The significant association between the SNP rs9472138 (about 73 kb to the transcription start site of VEGFA) and T2D was firstly replicated among Chinese population. Zeggini et al. first reported in Caucasian that rs9472138 was associated with T2D in GWAS scan and the first stage validation, but achieved a borderline significant association (P=0.095) in the second stage validation. The OR (adjusted OR=1.19, 95% CI=1.05–1.34, P=0.006 in additive model) in our study was slightly higher than that identified in Caucasian GWAS (adjusted OR=1.06, 95% CI=1.06–1.09), which implied some ethnic differences between these studies for distinct risk allele frequencies (0.110 in our controls vs 0.282 in European population).11 Staiger et al.32 reported that rs9472138 tended to associate with more than one measure of insulin secretion and insulin sensitivity in 1578 metabolically characterized non-diabetic German individuals. Furthermore, Sharma et al. reported that rs9472138 was significantly associated with the expression of VEGFA in transformed lymphocytes from 82 Caucasians, and human adipose and muscle expression of VEGFA was also correlated with BMI and insulin sensitivity.33 By similar screening cis-eQTLs in transformed lymphocytes of African-American subjects, Langberg et al.34 found that rs9472138 was associated with nearby transcript expressions (MEA1, SLC35B2, NFKBIE), but the association between the variant and T2D was not successfully validated (P=0.128). A recent replication study with 3388 T2D cases and 2856 controls in a Japanese population failed to repeat the association between rs9472138 and T2D (OR=1.06, P=0.41).35 This finding was inconsistent with our results in Chinese population and might also reflect the difference among different populations. On the other hand, because of the lower allele frequency of rs9472138 that leads to the lower statistical power (about 64%), we could not rule out the possibility of false-positive associations, which needs validation from large studies in the future.

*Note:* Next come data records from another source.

impl StripeClient {
    pub fn new(secret_key: String, webhook_secret: String) -> Self {
        Self {
            http: reqwest::Client::new(),
            secret_key,
            webhook_secret,
        }
    }

    /// Parses a failed response into the provider's own message. Card
    /// declines become `Rejected`; everything else stays an internal error.
    async fn reject_on_failure(
        resp: reqwest::Response,
        context: &str,
    ) -> GatewayResult<reqwest::Response> {
        if resp.status().is_success() {
            return Ok(resp);
        }

        let status = resp.status();
        let body = resp.text().await.unwrap_or_default();
        let details = serde_json::from_str::<StripeErrorEnvelope>(&body)
            .ok()
            .map(|envelope| envelope.error);

        let message = details
            .as_ref()
            .and_then(|d| d.message.clone())
            .unwrap_or_else(|| format!("card provider request failed ({status})"));

        error!(
            status = %status,
            error_type = ?details.as_ref().and_then(|d| d.type_.clone()),
            error_code = ?details.as_ref().and_then(|d| d.code.clone()),
            decline_code = ?details.as_ref().and_then(|d| d.decline_code.clone()),
            context = %context,
            "stripe api request failed"
        );

        match details.as_ref().and_then(|d| d.type_.as_deref()) {
            Some("card_error") | Some("invalid_request_error") => {
                Err(GatewayError::Rejected(message))
            }
            _ => Err(GatewayError::Other(anyhow!(
                "Stripe API request failed: {context} (status {status})"
            ))),
        }
    }

    async fn post_form(
        &self,
        path: &str,
        body: &[(String, String)],
        context: &str,
    ) -> GatewayResult<reqwest::Response> {
        let resp = self
            .http
            .post(format!("{API_BASE}{path}"))
            .header(AUTHORIZATION, format!("Bearer {}", self.secret_key))
            .header(CONTENT_TYPE, "application/x-www-form-urlencoded")
            .form(body)
            .send()
            .await
            .context(format!("sending {context}"))?;

        Self::reject_on_failure(resp, context).await
    }

    async fn get(&self, path_and_query: &str, context: &str) -> GatewayResult<reqwest::Response> {
        let resp = self
            .http
            .get(format!("{API_BASE}{path_and_query}"))
            .header(AUTHORIZATION, format!("Bearer {}", self.secret_key))
            .send()
            .await
            .context(format!("sending {context}"))?;

        Self::reject_on_failure(resp, context).await
    }

    async fn find_or_create_price(&self, plan: &PlanSpec) -> GatewayResult<String> {
        let lookup_key = plan.lookup_key();

        // Provider-side price objects are immutable; reuse by lookup key
        // instead of creating a duplicate on every call.
        let listed: PriceListResp = self
            .get(
                &format!("/v1/prices?lookup_keys[]={lookup_key}&active=true"),
                "list prices by lookup key",
            )
            .await?
            .json()
            .await
            .context("parsing price list")?;

        if let Some(existing) = listed.data.into_iter().next() {
            return Ok(existing.id);
        }

        let body = vec![
            ("currency".to_string(), plan.currency.to_lowercase()),
            ("unit_amount".to_string(), plan.amount_minor.to_string()),
            ("lookup_key".to_string(), lookup_key),
            (
                "recurring[interval]".to_string(),
                plan.interval.to_string(),
            ),
            (
                "product_data[name]".to_string(),
                plan.product_name.clone(),
            ),
        ];

        let created: PriceResp = self
            .post_form("/v1/prices", &body, "create price")
            .await?
            .json()
            .await
            .context("parsing created price")?;

        Ok(created.id)
    }

    async fn create_customer(
        &self,
        buyer: &BuyerInfo,
        payment_method_id: Option<&str>,
    ) -> GatewayResult<String> {
        let mut body = vec![
            ("email".to_string(), buyer.email.clone()),
            ("name".to_string(), buyer.full_name.clone()),
        ];
        if let Some(user_id) = buyer.user_id {
            body.push(("metadata[user_id]".to_string(), user_id.to_string()));
        }
        if let Some(pm) = payment_method_id {
            body.push(("payment_method".to_string(), pm.to_string()));
            body.push((
                "invoice_settings[default_payment_method]".to_string(),
                pm.to_string(),
            ));
        }

        let customer: CustomerResp = self
            .post_form("/v1/customers", &body, "create customer")
            .await?
            .json()
            .await
            .context("parsing created customer")?;

        Ok(customer.id)
    }

    fn subscription_handle(sub: SubscriptionResp) -> SubscriptionHandle {
        let (latest_payment_id, client_secret) = match sub.latest_invoice {
            Some(LatestInvoice::Object {
                payment_intent: Some(InvoicePaymentIntent::Object { id, client_secret }),
            }) => (Some(id), client_secret),
            Some(LatestInvoice::Object {
                payment_intent: Some(InvoicePaymentIntent::Id(id)),
            }) => (Some(id), None),
            _ => (None, None),
        };

        SubscriptionHandle {
            subscription_id: sub.id,
            status: map_status(&sub.status),
            approve_url: None,
            client_secret,
            period_start: sub.current_period_start,
            period_end: sub.current_period_end,
            trial_end: sub.trial_end,
            latest_payment_id,
        }
    }
}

Some limitations of this study need to be addressed. First, there may be a spurious finding by population stratification derived from samples comprising two parts. However, we used the χ2-based Q statistic to test for the heterogeneity between groups in a stratified analysis and we found that the P-values of heterogeneity tests were 0.50, 0.64, 0.06, 0.11 and 0.15 for rs6931514, rs7756992, rs4712523, rs4712524 and rs9472138, respectively, indicating that it was unlikely that the associations were resulted from population stratification (data not shown). Second, when this article was in preparation, a T2D GWAS study for the East Asian population consisting 25 079 cases and 29 611 controls was published, reporting that six new T2D loci reaching genome-wide significance, including ZFAND3 (the marker SNP: rs9470794) at 6p22.3 and KCNK16 (the marker SNP: rs1535500) at 6p21.1, which further confirmed that these two susceptible regions might have an important role in T2D.36

In conclusion, we found that five SNPs on chromosome 6 were significantly associated with risk of T2D in Chinese population, especially for SNP rs9472138 at 6p21.1 identified for the first time to significantly increase the T2D risk in Chinese individuals. Further functional studies are warranted to explore the potential mechanisms of these SNPs associated with T2D risk.